I tornado, tra i fenomeni atmosferici più devastanti, nascono spesso all’interno di temporali supercellulari, ma i dettagli sul loro processo di formazione restano in parte un enigma per gli scienziati. Un nuovo studio suggerisce che l’utilizzo dei muoni, particelle subatomiche generate dai raggi cosmici, potrebbe fornire informazioni cruciali per svelare i segreti delle dinamiche di questi fenomeni.
Muoni e pressione atmosferica: una tecnica innovativa
I muoni, particelle simili agli elettroni ma con una massa maggiore, si formano quando i raggi cosmici interagiscono con l’atmosfera terrestre. Questi raggi, composti principalmente da protoni ad alta energia, generano una cascata di particelle, tra cui i muoni, che raggiungono la superficie terrestre.
Secondo uno studio pubblicato in Physical Review D, i muoni potrebbero essere usati per misurare la pressione atmosferica all’interno di temporali e tornado. Le simulazioni indicano che le zone a bassa pressione all’interno dei temporali supercellulari giocano un ruolo chiave nella formazione dei tornado. Tuttavia, effettuare misurazioni dirette in queste condizioni estreme è incredibilmente difficile.
William Luszczak, fisico della Ohio State University, spiega come questa tecnologia potrebbe superare il problema: “Potresti effettivamente usare questa tecnica per fare misurazioni della pressione a distanza. Invece di installare un sensore all’interno di un tornado, potresti misurare la pressione da cinque chilometri di distanza.”
Come i muoni rivelano i segreti atmosferici
I muoni sono influenzati dalla densità dell’aria che attraversano. Una bassa pressione atmosferica, che implica una minore densità, consente a un numero maggiore di muoni di raggiungere il suolo. Questo fenomeno potrebbe essere rilevato con strumenti adeguati, che consentirebbero di determinare i cambiamenti di pressione e, quindi, studiare i processi che avvengono all’interno dei temporali.
I ricercatori propongono l’utilizzo di un rilevatore di muoni distribuito su un’area di circa 1.000 metri quadrati. Sebbene l’idea sembri ambiziosa, esperimenti su scala ancora maggiore, come il progetto GRAPES-3 a Ooty, in India, hanno dimostrato che tali rilevatori sono tecnicamente realizzabili. GRAPES-3, che copre un’area di 25.000 metri quadrati, ha utilizzato i muoni per studiare il comportamento elettrico nei temporali, aprendo la strada a nuove applicazioni.
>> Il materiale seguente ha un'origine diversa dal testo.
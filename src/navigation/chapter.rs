//! Chapter table: ordered chapter start pages

use serde::Serialize;

/// A chapter and the first page it occupies
#[derive(Debug, Clone, PartialEq, Eq, Serialize)]
#[serde(rename_all = "camelCase")]
pub struct Chapter {
    pub title: String,
    pub start_page: usize,
}

impl Chapter {
    pub fn new(title: impl Into<String>, start_page: usize) -> Self {
        Self {
            title: title.into(),
            start_page,
        }
    }
}

/// Chapters ordered by non-decreasing start page
#[derive(Debug, Clone, Default, PartialEq, Eq, Serialize)]
pub struct ChapterTable {
    chapters: Vec<Chapter>,
}

impl ChapterTable {
    /// Build a table, keeping start pages sorted
    pub fn new(mut chapters: Vec<Chapter>) -> Self {
        // Stable: chapters sharing a page keep decoder order
        chapters.sort_by_key(|c| c.start_page);
        Self { chapters }
    }

    pub fn len(&self) -> usize {
        self.chapters.len()
    }

    pub fn is_empty(&self) -> bool {
        self.chapters.is_empty()
    }

    pub fn get(&self, index: usize) -> Option<&Chapter> {
        self.chapters.get(index)
    }

    pub fn iter(&self) -> impl Iterator<Item = &Chapter> + '_ {
        self.chapters.iter()
    }

    pub fn as_slice(&self) -> &[Chapter] {
        &self.chapters
    }

    /// Index of the last chapter starting at or before `page`
    pub fn chapter_for_page(&self, page: usize) -> usize {
        self.chapters
            .partition_point(|c| c.start_page <= page)
            .saturating_sub(1)
    }
}

#[cfg(test)]
mod tests {
    use super::*;

    fn table() -> ChapterTable {
        ChapterTable::new(vec![
            Chapter::new("One", 0),
            Chapter::new("Two", 10),
            Chapter::new("Three", 25),
        ])
    }

    #[test]
    fn test_chapter_for_page() {
        let table = table();
        assert_eq!(table.chapter_for_page(0), 0);
        assert_eq!(table.chapter_for_page(9), 0);
        assert_eq!(table.chapter_for_page(10), 1);
        assert_eq!(table.chapter_for_page(24), 1);
        assert_eq!(table.chapter_for_page(29), 2);
    }

    #[test]
    fn test_shared_start_page_resolves_to_last() {
        let table = ChapterTable::new(vec![
            Chapter::new("Cover", 0),
            Chapter::new("Title", 0),
            Chapter::new("Body", 3),
        ]);
        assert_eq!(table.chapter_for_page(0), 1);
        assert_eq!(table.chapter_for_page(2), 1);
    }

    #[test]
    fn test_unsorted_input_is_sorted() {
        let table = ChapterTable::new(vec![Chapter::new("B", 5), Chapter::new("A", 0)]);
        assert_eq!(table.get(0).unwrap().title, "A");
    }
}
//! Document handles and the decoder/render adapter interface

mod block;
mod fixed;
mod loader;
mod page;
mod text;

pub use block::{parse_blocks, Block, BlockKind};
pub use fixed::FixedPageSource;
pub use loader::FileLoader;
pub use page::{PageContent, RenderedPage, TextLine};
pub use text::TextSource;

use std::fmt;
use std::path::{Path, PathBuf};
use std::sync::atomic::{AtomicU64, Ordering};
use std::sync::Arc;

use crate::error::{LayoutError, OpenError, RenderError};
use crate::layout::PageGeometry;

/// Process-unique identity of an opened document
#[derive(Debug, Clone, Copy, PartialEq, Eq, Hash, PartialOrd, Ord)]
pub struct DocumentId(pub u64);

impl DocumentId {
    /// Allocate a fresh id
    pub fn next() -> Self {
        static NEXT: AtomicU64 = AtomicU64::new(1);
        Self(NEXT.fetch_add(1, Ordering::Relaxed))
    }
}

impl fmt::Display for DocumentId {
    fn fmt(&self, f: &mut fmt::Formatter<'_>) -> fmt::Result {
        write!(f, "doc-{}", self.0)
    }
}

/// Style sheet handed to the decoder untouched
#[derive(Debug, Clone, Default, PartialEq, Eq, Hash)]
pub struct StyleSheet(String);

impl StyleSheet {
    pub fn new(source: impl Into<String>) -> Self {
        Self(source.into())
    }

    pub fn as_str(&self) -> &str {
        &self.0
    }
}

/// Boundary events produced while a decoder flows content into pages
#[derive(Debug, Clone, PartialEq, Eq)]
pub enum FlowEvent {
    /// A new chapter begins at the current position
    ChapterStart { title: String },
    /// Content was placed on the current page
    Content,
    /// The current page is full; following content goes on the next page
    PageBreak,
}

/// Decoded document content: flows into pages and renders them.
///
/// Both operations must be pure functions of their inputs; pagination and
/// the page cache rely on identical inputs producing identical output.
pub trait DocumentSource: Send + Sync {
    /// Display name, used as the title of the implicit chapter
    fn name(&self) -> &str;

    /// Flow the content into pages of `geometry`
    fn flow(
        &self,
        geometry: &PageGeometry,
        style: Option<&StyleSheet>,
    ) -> Result<Vec<FlowEvent>, LayoutError>;

    /// Render one page laid out at `geometry`
    fn render(&self, page_index: usize, geometry: &PageGeometry) -> Result<RenderedPage, RenderError>;
}

/// Turns a file into a document source
pub trait DocumentLoader: Send + Sync {
    fn load(
        &self,
        path: &Path,
        style: Option<&StyleSheet>,
    ) -> Result<Arc<dyn DocumentSource>, OpenError>;
}

/// An opened document, owned by the reader
pub struct Document {
    id: DocumentId,
    path: Option<PathBuf>,
    style: Option<StyleSheet>,
    source: Arc<dyn DocumentSource>,
}

impl Document {
    pub fn new(
        source: Arc<dyn DocumentSource>,
        path: Option<PathBuf>,
        style: Option<StyleSheet>,
    ) -> Self {
        Self {
            id: DocumentId::next(),
            path,
            style,
            source,
        }
    }

    pub fn id(&self) -> DocumentId {
        self.id
    }

    pub fn name(&self) -> &str {
        self.source.name()
    }

    pub fn path(&self) -> Option<&Path> {
        self.path.as_deref()
    }

    pub fn style(&self) -> Option<&StyleSheet> {
        self.style.as_ref()
    }

    pub fn source(&self) -> &dyn DocumentSource {
        self.source.as_ref()
    }
}

impl fmt::Debug for Document {
    fn fmt(&self, f: &mut fmt::Formatter<'_>) -> fmt::Result {
        f.debug_struct("Document")
            .field("id", &self.id)
            .field("name", &self.name())
            .field("path", &self.path)
            .finish()
    }
}

#[cfg(test)]
mod tests {
    use super::*;
    use crate::layout::FlowOptions;

    #[test]
    fn test_document_ids_are_unique() {
        let source: Arc<dyn DocumentSource> =
            Arc::new(TextSource::new("A", "text", FlowOptions::default()));
        let first = Document::new(Arc::clone(&source), None, None);
        let second = Document::new(source, None, None);
        assert_ne!(first.id(), second.id());
        assert_eq!(first.name(), "A");
    }
}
Strumenti fissi o portatili: la sfida della mobilità
Uno dei principali ostacoli nell’applicazione di questa tecnica è la necessità di un’area di rilevamento sufficientemente ampia per catturare dati significativi. Hiroyuki Tanaka, fisico dell’Università di Tokyo, sottolinea come i temporali supercellulari, essendo più piccoli rispetto ai cicloni, richiedano una rete di rilevatori estremamente precisa. “Le supercelle sono molto più piccole dei cicloni… Per questo motivo, abbiamo bisogno di un’area di rilevamento molto più grande,” afferma Tanaka.
Un approccio alternativo potrebbe essere rappresentato da rilevatori portatili di circa 100 metri quadrati, che potrebbero essere posizionati in prossimità delle zone in cui sono previsti temporali. Questo tipo di tecnologia potrebbe consentire un monitoraggio più diretto e tempestivo, ma resta da verificare se tale configurazione sia tecnicamente fattibile.
Verso un primo test sul campo
I primi esperimenti pratici di questa tecnica sono previsti già per l’estate prossima, quando Luszczak e il suo team sperano di verificare l’efficacia del metodo in condizioni reali. Se i risultati fossero positivi, questa tecnologia potrebbe rappresentare un importante passo avanti nello studio dei tornado e nella comprensione dei fenomeni meteorologici estremi.
L’uso dei muoni nel campo della meteorologia potrebbe dunque aprire una nuova frontiera per la ricerca scientifica, combinando strumenti della fisica delle particelle con le esigenze di monitoraggio atmosferico. Mentre i dettagli tecnici e logistici restano una sfida, il potenziale di questa innovazione è indubbiamente enorme. I raggi cosmici, che viaggiano per milioni di chilometri nello spazio, potrebbero diventare preziosi alleati nel svelare i misteri dei fenomeni meteorologici più complessi del nostro pianeta.